Industry Future
THEME: INDUSTRY FUTURE
6 August 2024 Research Foundation

Beyond Active and Passive Investing: The Customization of Finance

Published by CFA Institute Research Foundation

  1. Marc R. Reinganum
  2. Kenneth A. Blay
Although conventional wisdom predicts that passive investing will dominate the future, analysis of key trends indicates that active management will become more prevalent.
Beyond Active and Passive Investing: The Customization of Finance View PDF
Beyond Active and Passive Investing

Report Overview

The common narrative that passive investing will overtake active management suggests a primarily passive future for investors.

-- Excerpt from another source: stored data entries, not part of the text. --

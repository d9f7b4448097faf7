//! Turns identity events into item statuses.
//!
//! Every rule writes whole per-identity statuses, never increments, so
//! replaying an event leaves the store as it was after the first pass.
//! Items a rule refers to that do not exist yet (epochs and rounds beyond the
//! lookahead window) are skipped; layers are created on demand.

use std::collections::BTreeMap;
use thiserror::Error;
use tracing::debug;

use smeshmon_types::layers::{poet_round_at_time, to_index};
use smeshmon_types::{
    reward_for_layer, EligibleLayer, Eligibility, EpochId, EventDetails, Identity, LayerId, Millis,
    NetworkParameters, PoetParameters, Proposal, Reward, SmesherEvent,
};

use crate::item::{Group, IdentityState, IdentityStatus, ItemKey, ItemStyle, TimelineItem};
use crate::messages::{MessageBoard, MessageKind};
use crate::store::{ItemPatch, TimelineStore};

#[derive(Debug, Error, PartialEq, Eq)]
pub enum ProjectionError {
    #[error("Event at {0} precedes genesis")]
    BeforeGenesis(Millis),

    #[error("Layer out of range at {0}")]
    OutOfRange(Millis),
}

pub type Result<T> = std::result::Result<T, ProjectionError>;

/// Clock and parameters a projection pass runs against
#[derive(Debug, Clone, Copy, PartialEq, Eq)]
pub struct ProjectionContext {
    pub net: NetworkParameters,
    pub poet: PoetParameters,
    pub now: Millis,
}

impl ProjectionContext {
    pub fn layer_now(&self) -> i64 {
        self.net.layer_at(self.now)
    }

    pub fn current_epoch(&self) -> EpochId {
        self.net.epoch_at(self.now)
    }

    pub fn current_round(&self) -> i64 {
        poet_round_at_time(&self.poet, &self.net, self.now)
    }
}

/// Layers an identity was found eligible in, per epoch, with their weight.
///
/// Kept for the whole connection so that a proposal event can be judged
/// against eligibilities reported in earlier batches.
#[derive(Debug, Clone, Default)]
pub struct EligibilityBook {
    entries: BTreeMap<(Identity, EpochId), BTreeMap<LayerId, u32>>,
}

impl EligibilityBook {
    pub fn record(&mut self, id: Identity, epoch: EpochId, layer: LayerId, weight: u32) {
        self.entries.entry((id, epoch)).or_default().insert(layer, weight);
    }

    pub fn layers(&self, id: &Identity, epoch: EpochId) -> Vec<LayerId> {
        self.entries
            .get(&(*id, epoch))
            .map(|layers| layers.keys().copied().collect())
            .unwrap_or_default()
    }

    pub fn weight(&self, id: &Identity, epoch: EpochId, layer: LayerId) -> Option<u32> {
        self.entries.get(&(*id, epoch))?.get(&layer).copied()
    }

    pub fn identities(&self) -> Vec<Identity> {
        let mut ids: Vec<Identity> = self.entries.keys().map(|(id, _)| *id).collect();
        ids.dedup();
        ids
    }

    /// Every recorded epoch of `id` with its layers and weights
    pub fn epochs_of(&self, id: &Identity) -> Vec<(EpochId, BTreeMap<LayerId, u32>)> {
        self.entries
            .range((*id, EpochId::MIN)..=(*id, EpochId::MAX))
            .map(|((_, epoch), layers)| (*epoch, layers.clone()))
            .collect()
    }
}
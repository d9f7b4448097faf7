mod log;
mod memory;

pub use log::{AppendSummary, EventLog, LogSnapshot};
pub use memory::MemoryEventLog;

#[cfg(test)]
mod tests;
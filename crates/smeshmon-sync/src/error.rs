use smeshmon_rpc::RpcError;
use thiserror::Error;

#[derive(Debug, Error)]
pub enum SyncError {
    #[error("Source error: {0}")]
    Source(#[from] RpcError),

    #[error("Giving up after {attempts} attempts: {last}")]
    Exhausted { attempts: u32, last: String },
}

pub type Result<T> = std::result::Result<T, SyncError>;
use std::future::Future;

use smeshmon_rpc::{RpcError, SmesherApi};
use smeshmon_types::{Identity, Reward};

/// Cap on follow-up requests for offset-paged lists
pub const DEFAULT_MAX_PAGES: usize = 10;

/// Collect an offset-paged list, requesting the next page while pages come back full
pub async fn fetch_all_pages<T, E, F, Fut>(
    page_size: usize,
    max_pages: usize,
    mut fetch: F,
) -> std::result::Result<Vec<T>, E>
where
    F: FnMut(usize, usize) -> Fut,
    Fut: Future<Output = std::result::Result<Vec<T>, E>>,
{
    let page_size = page_size.max(1);
    let mut all = Vec::new();
    for page in 0..max_pages.max(1) {
        let chunk = fetch(page_size, page * page_size).await?;
        let full = chunk.len() == page_size;
        all.extend(chunk);
        if !full {
            break;
        }
    }
    Ok(all)
}

pub async fn fetch_all_rewards<A: SmesherApi + ?Sized>(
    api: &A,
    identity: &Identity,
    page_size: usize,
    max_pages: usize,
) -> std::result::Result<Vec<Reward>, RpcError> {
    fetch_all_pages(page_size, max_pages, move |limit, offset| {
        api.rewards_chunk(identity, limit, offset)
    })
    .await
}
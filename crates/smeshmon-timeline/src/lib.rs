//! Timeline projection for smesher monitoring.
//!
//! Items (epochs, layers, PoET rounds and events) live in a keyed store and
//! carry one status per identity. The [`TimelineEngine`] keeps that store in
//! step with the clock and with an [`EventLog`](smeshmon_ledger::EventLog).

mod item;
mod store;
mod messages;
mod window;
mod projector;
mod engine;

pub use item::{Group, IdentityState, IdentityStatus, ItemKey, ItemKind, ItemStyle, TimelineItem};
pub use store::{ItemPatch, TimelineStore};
pub use messages::{MessageBoard, MessageKind, StatusMessage};
pub use window::{LookaheadWindow, LOOKAHEAD_EPOCHS};
pub use projector::{EligibilityBook, Projection, ProjectionContext, ProjectionError, Result};
pub use engine::{TimelineEngine, TimelineGroup};
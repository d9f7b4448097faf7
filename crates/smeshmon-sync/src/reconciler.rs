use std::sync::Mutex;
use tokio::sync::Mutex as AsyncMutex;
use tracing::{debug, warn};

use smeshmon_types::{Millis, SortOrder, WindowQuery};

use crate::{PageSink, Result, RetryPolicy, SyncError, Timestamped, WindowSource};

/// Largest page the node serves per call
pub const DEFAULT_PAGE_SIZE: usize = 100;

/// Timestamps of the oldest and newest records delivered so far
#[derive(Debug, Clone, Copy, PartialEq, Eq)]
pub struct FetchedRange {
    pub oldest: Millis,
    pub newest: Millis,
}

impl FetchedRange {
    fn widen(self, oldest: Millis, newest: Millis) -> Self {
        FetchedRange {
            oldest: self.oldest.min(oldest),
            newest: self.newest.max(newest),
        }
    }
}

#[derive(Debug, Clone, Copy, PartialEq, Eq)]
pub enum FetchOutcome {
    Completed { pages: usize, items: usize },
    /// Another sequence was already running; nothing was requested
    Busy,
}

/// Walks a time-windowed list endpoint page by page.
///
/// A full page means there may be more: ascending sequences move `from` past
/// the newest record of the page, descending ones move `to` before the
/// oldest. A short page ends the sequence. Failed requests are retried with
/// the same window so no range is skipped.
pub struct Reconciler {
    page_size: usize,
    retry: RetryPolicy,
    range: Mutex<Option<FetchedRange>>,
    in_flight: AsyncMutex<()>,
}

impl Default for Reconciler {
    fn default() -> Self {
        Reconciler::new(DEFAULT_PAGE_SIZE, RetryPolicy::default())
    }
}

impl Reconciler {
    pub fn new(page_size: usize, retry: RetryPolicy) -> Self {
        Reconciler {
            page_size: page_size.max(1),
            retry,
            range: Mutex::new(None),
            in_flight: AsyncMutex::new(()),
        }
    }

    pub fn page_size(&self) -> usize {
        self.page_size
    }

    pub fn range(&self) -> Option<FetchedRange> {
        *self.range.lock().unwrap_or_else(|e| e.into_inner())
    }

    pub fn reset(&self) {
        *self.range.lock().unwrap_or_else(|e| e.into_inner()) = None;
    }

    fn widen<T: Timestamped>(&self, page: &[T]) {
        let oldest = page.iter().map(Timestamped::timestamp).min();
        let newest = page.iter().map(Timestamped::timestamp).max();
        if let (Some(oldest), Some(newest)) = (oldest, newest) {
            let mut range = self.range.lock().unwrap_or_else(|e| e.into_inner());
            *range = Some(match *range {
                Some(known) => known.widen(oldest, newest),
                None => FetchedRange { oldest, newest },
            });
        }
    }

    /// Fetch everything in `[from, to]`, delivering pages to `sink` as they arrive
    pub async fn fetch<T, S, K>(
        &self,
        source: &S,
        order: SortOrder,
        to: Millis,
        from: Option<Millis>,
        sink: &mut K,
    ) -> Result<FetchOutcome>
    where
        T: Timestamped + Send + Sync,
        S: WindowSource<T> + ?Sized,
        K: PageSink<T> + ?Sized,
    {
        let _guard = match self.in_flight.try_lock() {
            Ok(guard) => guard,
            Err(_) => {
                debug!("fetch sequence already in flight, skipping");
                return Ok(FetchOutcome::Busy);
            }
        };

        let mut query = WindowQuery {
            order,
            to,
            from,
            limit: self.page_size,
        };
        let mut pages = 0;
        let mut items = 0;

        loop {
            let page = self.fetch_page(source, query, sink).await?;
            pages += 1;
            items += page.len();

            if !page.is_empty() {
                self.widen(&page);
                sink.on_page(&page).await;
            }
            if page.len() < self.page_size {
                break;
            }

            match order {
                SortOrder::Asc => {
                    let newest = page.iter().map(Timestamped::timestamp).max();
                    query.from = newest.map(|t| t + 1);
                }
                SortOrder::Desc => {
                    if let Some(oldest) = page.iter().map(Timestamped::timestamp).min() {
                        query.to = oldest - 1;
                    }
                }
            }
            if query.from.map_or(false, |from| from > query.to) {
                break;
            }
        }

        debug!("fetched {} items in {} pages", items, pages);
        Ok(FetchOutcome::Completed { pages, items })
    }

    /// Fetch whatever is newer than the newest record seen, up to `now`
    pub async fn poll<T, S, K>(&self, source: &S, now: Millis, sink: &mut K) -> Result<FetchOutcome>
    where
        T: Timestamped + Send + Sync,
        S: WindowSource<T> + ?Sized,
        K: PageSink<T> + ?Sized,
    {
        let from = self.range().map(|r| r.newest + 1);
        self.fetch(source, SortOrder::Asc, now, from, sink).await
    }

    async fn fetch_page<T, S, K>(&self, source: &S, query: WindowQuery, sink: &mut K) -> Result<Vec<T>>
    where
        T: Timestamped + Send + Sync,
        S: WindowSource<T> + ?Sized,
        K: PageSink<T> + ?Sized,
    {
        let mut attempt = 0;
        loop {
            attempt += 1;
            match source.fetch_window(query).await {
                Ok(page) => return Ok(page),
                Err(err) => {
                    warn!(
                        "window {:?}..{} ({}) failed on attempt {}: {}",
                        query.from, query.to, query.order, attempt, err
                    );
                    sink.on_error(&err).await;
                    if self.retry.is_exhausted(attempt) {
                        return Err(SyncError::Exhausted {
                            attempts: attempt,
                            last: err.to_string(),
                        });
                    }
                    tokio::time::sleep(self.retry.delay).await;
                }
            }
        }
    }
}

However, an analysis of fund assets under management (AUM) data across time and regions offers a starkly different perspective on the future of investment management.

Contrary to popular belief, active management continues to dominate passive investing as measured by worldwide AUM. Even though index fund AUM experienced a 1,500-fold increase since 1989, it still represented only 32% of all fund AUM by the end of 2021. Assertions about the dominance of passive investing are largely based upon a few exceptions—most notably for equity funds in the US Large-Cap Blend category, where index funds contain three times the AUM as their active counterparts. In other regions and across asset classes, index funds are not nearly as prevalent. Generalizations based on US Large-Cap Blend equity funds are misleading.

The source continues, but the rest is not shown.